Maintaining your capacity for careful parenting is essential to your duties as a parent, especially when your child’s needs demand an extra level of support. While much effort must be put into raising your child, a great deal of intentionality is also needed to keep yourself functioning in a way that is best for both yourself and your child.
Parenting is a profoundly beautiful experience, but it also comes with great costs. While these costs are all for the benefit of your family, they should not be pulled out of balance to the point where they inhibit your abilities as a parent. The key to keeping this balance is the idea of self-care.
Now, self-care is more than just a buzzword floating the internet in the past couple years, it is a crucial part of being human and too easy to forget in today’s hyper fast-paced, do-it-all, be-it-all society. It also takes serious discipline.
Self-awareness is the first key step in determining which areas of self-care are in need for improvement. Start with your physical state: are you feeling tense? Exhausted? Are you getting sick more often? These are all clues that hint at areas of stress that need to be addressed. Other clues will spill out into your parenting, such as your emotional presence with your children, your consistency with discipline, and your capacity for patience.
There are three general modes of self-care to practice: physical relief, emotional awareness, and finding ways to have fun.

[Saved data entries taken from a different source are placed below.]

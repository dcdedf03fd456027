//! Totem Client Binary
//!
//! Command-line interface for inspecting totems and care-action eligibility.

use std::process::ExitCode;

use anyhow::{Context, Result};
use clap::{Parser, Subcommand};
use ethers::types::{Address, U256};
use serde::Serialize;
use tracing::{info, warn};
use tracing_subscriber::EnvFilter;

use totem_chain::fetch::fetch_snapshot;
use totem_chain::{fetch_account, fetch_owned_totems, ConfigStore, EvmLedger, LedgerConfig};
use totem_core::{validate_display_name, ActionKind, GameConfiguration};

mod report;

use report::{render_account, render_configuration, render_status, render_windows, StatusReport, TotemReport};

#[derive(Parser)]
#[command(name = "totem")]
#[command(about = "Totem game client: totems, accounts and care-action eligibility")]
struct Args {
    /// JSON-RPC URL of the chain
    #[arg(long, global = true, env = "TOTEM_RPC_URL", default_value = "http://localhost:8545")]
    rpc_url: String,

    /// Game contract address
    #[arg(long, global = true, env = "TOTEM_GAME_ADDRESS")]
    game_address: Option<String>,

    /// Totem NFT contract address
    #[arg(long, global = true, env = "TOTEM_NFT_ADDRESS")]
    nft_address: Option<String>,

    /// Game token contract address
    #[arg(long, global = true, env = "TOTEM_TOKEN_ADDRESS")]
    token_address: Option<String>,

    /// Print JSON instead of text
    #[arg(long, global = true)]
    json: bool,

    #[command(subcommand)]
    command: Commands,
}

#[derive(Subcommand)]
enum Commands {
    /// Show game parameters and per-action rules
    Config,
    /// Show the daily time windows
    Windows {
        /// Evaluate at this Unix timestamp instead of now
        #[arg(long)]
        at: Option<u64>,
    },
    /// Show every totem of a wallet with its action status
    Status {
        /// Wallet address
        #[arg(long)]
        owner: Address,

        /// Evaluate at this Unix timestamp instead of now
        #[arg(long)]
        at: Option<u64>,
    },
    /// Show signup status and balances of a wallet
    Account {
        /// Wallet address
        #[arg(long)]
        owner: Address,
    },
    /// Exit successfully only if the action is currently eligible
    Check {
        /// Totem token id (decimal)
        #[arg(long, value_parser = parse_token_id)]
        token_id: U256,

        /// feed, train or treat
        #[arg(long)]
        action: ActionKind,

        /// Evaluate at this Unix timestamp instead of now
        #[arg(long)]
        at: Option<u64>,
    },
    /// Validate a display name without contacting the chain
    ValidateName {
        name: String,
    },
}

impl Args {
    fn ledger_config(&self) -> Result<LedgerConfig> {
        let require = |value: &Option<String>, flag: &str| {
            value
                .clone()
                .with_context(|| format!("--{} (or its environment variable) is required", flag))
        };

        Ok(LedgerConfig {
            rpc_url: self.rpc_url.clone(),
            game_address: require(&self.game_address, "game-address")?,
            nft_address: require(&self.nft_address, "nft-address")?,
            token_address: require(&self.token_address, "token-address")?,
        })
    }

    fn connect(&self) -> Result<EvmLedger> {
        let config = self.ledger_config()?;
        EvmLedger::new(&config).context("Failed to create ledger client")
    }
}

#[tokio::main]
async fn main() -> Result<ExitCode> {
    tracing_subscriber::fmt()
        .with_env_filter(EnvFilter::try_from_default_env().unwrap_or_else(|_| EnvFilter::new("info")))
        .with_writer(std::io::stderr)
        .init();

    let args = Args::parse();

    match &args.command {
        Commands::Config => {
            let ledger = args.connect()?;
            let config = ConfigStore::load(&ledger)
                .await
                .context("Failed to load game configuration")?;
            output(args.json, &config, render_configuration(&config)?)?;
        }
        Commands::Windows { at } => {
            let ledger = args.connect()?;
            let config = ConfigStore::load(&ledger)
                .await
                .context("Failed to load game configuration")?;
            let now = at.unwrap_or_else(current_time);
            output(args.json, &config.windows, render_windows(&config.windows, now)?)?;
        }
        Commands::Status { owner, at } => {
            let ledger = args.connect()?;
            let now = at.unwrap_or_else(current_time);

            let (config, totems) = tokio::join!(ConfigStore::load(&ledger), fetch_owned_totems(&ledger, *owner));
            let config = loaded_or_fail_closed(config);
            let totems = totems.context("Failed to fetch totems")?;
            info!("Fetched {} totems for {:?}", totems.len(), owner);

            let report = StatusReport::new(totems.values(), config.as_ref(), now);
            output(args.json, &report, render_status(&report)?)?;
        }
        Commands::Account { owner } => {
            let ledger = args.connect()?;
            let account = fetch_account(&ledger, *owner)
                .await
                .context("Failed to fetch account")?;
            output(args.json, &account, render_account(&account)?)?;
        }
        Commands::Check { token_id, action, at } => {
            let ledger = args.connect()?;
            let now = at.unwrap_or_else(current_time);
            let token_id = *token_id;

            let (config, snapshot) = tokio::join!(ConfigStore::load(&ledger), fetch_snapshot(&ledger, token_id));
            let config = loaded_or_fail_closed(config);
            let snapshot = snapshot.with_context(|| format!("Totem {} could not be loaded", token_id))?;

            let report = TotemReport::new(&snapshot, config.as_ref(), now);
            let eligible = report
                .actions
                .get(action)
                .map(|a| a.eligible)
                .unwrap_or(false);
            let status = report
                .actions
                .get(action)
                .map(|a| a.status.clone())
                .unwrap_or_default();

            output(args.json, &report, format!("{} totem #{}: {}\n", action, token_id, status))?;
            if !eligible {
                return Ok(ExitCode::FAILURE);
            }
        }
        Commands::ValidateName { name } => match validate_display_name(name) {
            Ok(()) => println!("\"{}\" is a valid display name", name),
            Err(e) => {
                println!("\"{}\" is not a valid display name: {}", name, e);
                return Ok(ExitCode::FAILURE);
            }
        },
    }

    Ok(ExitCode::SUCCESS)
}

/// A failed configuration load leaves every action ineligible
fn loaded_or_fail_closed(result: Result<GameConfiguration, totem_chain::ConfigLoadError>) -> Option<GameConfiguration> {
    match result {
        Ok(config) => Some(config),
        Err(e) => {
            warn!("Continuing without game configuration: {}", e);
            None
        }
    }
}

fn output<T: Serialize>(json: bool, value: &T, text: String) -> Result<()> {
    if json {
        println!("{}", serde_json::to_string_pretty(value)?);
    } else {
        print!("{}", text);
    }
    Ok(())
}

fn parse_token_id(value: &str) -> Result<U256, String> {
    U256::from_dec_str(value).map_err(|e| format!("invalid token id {:?}: {:?}", value, e))
}

fn current_time() -> u64 {
    std::time::SystemTime::now()
        .duration_since(std::time::UNIX_EPOCH)
        .map(|d| d.as_secs())
        .unwrap_or(0)
}
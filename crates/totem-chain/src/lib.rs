//! Totem Chain Client
//!
//! Read-only access to the Totem game contracts. The [`GameLedger`] trait is
//! the seam between the pure eligibility engine and the remote ledger; the
//! EVM implementation lives in [`evm`].

use ethers::types::{Address, U256};
use serde::{Deserialize, Serialize};
use thiserror::Error;

use totem_core::ActionKind;

pub mod abi;
pub mod evm;
pub mod fetch;
pub mod store;

#[cfg(test)]
mod testing;

pub use evm::EvmLedger;
pub use fetch::{fetch_account, fetch_owned_totems, AccountSummary, TotemSnapshot};
pub use store::{ConfigLoadError, ConfigStore};

/// Unified ledger access trait
#[async_trait::async_trait]
pub trait GameLedger: Send + Sync {
    /// Aggregate configuration read (`getGameConfiguration`)
    async fn game_configuration(&self) -> Result<RawGameConfiguration, LedgerError>;

    /// Usage tracking for one totem and action
    async fn action_tracking(&self, token_id: U256, kind: ActionKind) -> Result<RawActionTracking, LedgerError>;

    /// On-chain attributes of a totem
    async fn attributes(&self, token_id: U256) -> Result<RawTotemAttributes, LedgerError>;

    /// Token ids held by `owner`
    async fn tokens_of_owner(&self, owner: Address) -> Result<Vec<U256>, LedgerError>;

    /// Whether `user` has signed up with the game
    async fn has_account(&self, user: Address) -> Result<bool, LedgerError>;

    /// Game token balance
    async fn token_balance(&self, owner: Address) -> Result<U256, LedgerError>;

    /// Game token allowance granted to the game contract
    async fn token_allowance(&self, owner: Address) -> Result<U256, LedgerError>;

    /// Native currency balance
    async fn native_balance(&self, owner: Address) -> Result<U256, LedgerError>;
}

/// Configuration for ledger clients
#[derive(Debug, Clone, Serialize, Deserialize)]
pub struct LedgerConfig {
    pub rpc_url: String,
    pub game_address: String,
    pub nft_address: String,
    pub token_address: String,
}

/// Per-action config as returned by the ledger
#[derive(Debug, Clone, Default, PartialEq, Eq)]
pub struct RawActionConfig {
    pub cost: U256,
    pub cooldown: U256,
    pub max_daily: U256,
    pub min_happiness: U256,
    /// Magnitude; direction comes from `increases_happiness`
    pub happiness_change: U256,
    pub experience_gain: U256,
    pub use_time_windows: bool,
    pub increases_happiness: bool,
    pub enabled: bool,
}

/// Result of the aggregate configuration read
#[derive(Debug, Clone, Default, PartialEq, Eq)]
pub struct RawGameConfiguration {
    pub signup_reward: U256,
    pub mint_price: U256,
    pub window1_start: U256,
    pub window2_start: U256,
    pub window3_start: U256,
    /// Ordered `[Feed, Train, Treat]`
    pub configs: Vec<RawActionConfig>,
}

#[derive(Debug, Clone, Copy, Default, PartialEq, Eq)]
pub struct RawActionTracking {
    pub last_used: U256,
    pub daily_uses: U256,
    pub day_start_time: U256,
}

#[derive(Debug, Clone, Default, PartialEq, Eq)]
pub struct RawTotemAttributes {
    pub species: u8,
    pub color: u8,
    pub rarity: u8,
    pub happiness: U256,
    pub experience: U256,
    pub stage: U256,
    pub is_staked: bool,
    pub display_name: String,
}

/// Error types
#[derive(Error, Debug)]
pub enum LedgerError {
    #[error("Configuration error: {0}")]
    Config(String),

    #[error("RPC error: {0}")]
    Rpc(String),

    #[error("Contract error: {0}")]
    Contract(String),

    #[error("Decode error: {0}")]
    Decode(String),
}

Directly addressing your physical needs can be as simple as getting more sleep, eating healthier, or perhaps seeing a doctor to address medical issues which may be causing problems. Practicing deep-breathing exercises, doing meditation of yoga, or giving yourself a spa day are ways of directly hacking your body’s physical stress responses and relieving tension.
Parenting children means dealing with a range of difficult emotions, both for yourself and your children. At times it is too easy for parents to want to be “superhuman” and then have feelings of guilt for dealing with emotions such as anxiety, depression, or anger. Finding ways of becoming emotionally distant, or trying to numb out those emotions serves as a bad example for your children and sets yourself up for further problems. Learn to feel these emotions fully and process them with either a spouse, close friends or family, in a journal, or a therapist.
Having fun and being active can be particularly tricky task for parents. While having fun with your children is a great start, it’s important to hold on to hobbies that you love for yourself as well. Working out is especially beneficial as it can be a direct way to mitigate stressful emotions such as anger or anxiety. If you find it difficult to workout while watching your kids, try activities you can easily do in the home, such as push ups, core workouts, or getting weights. Going out with friends, finding ways to laugh, and enjoying nature are also great ways to keep having fun.
Self-care is far from a selfish act, it is necessary for you to continue to be the best version of yourself in all aspects of life, including being a parent. Neglecting your physical needs, emotional needs, and your need for fun, will result in you being a worse parent to your children, period. So take time today to be real with yourself and make an honest assessment of where you may need to take further steps toward better self-care.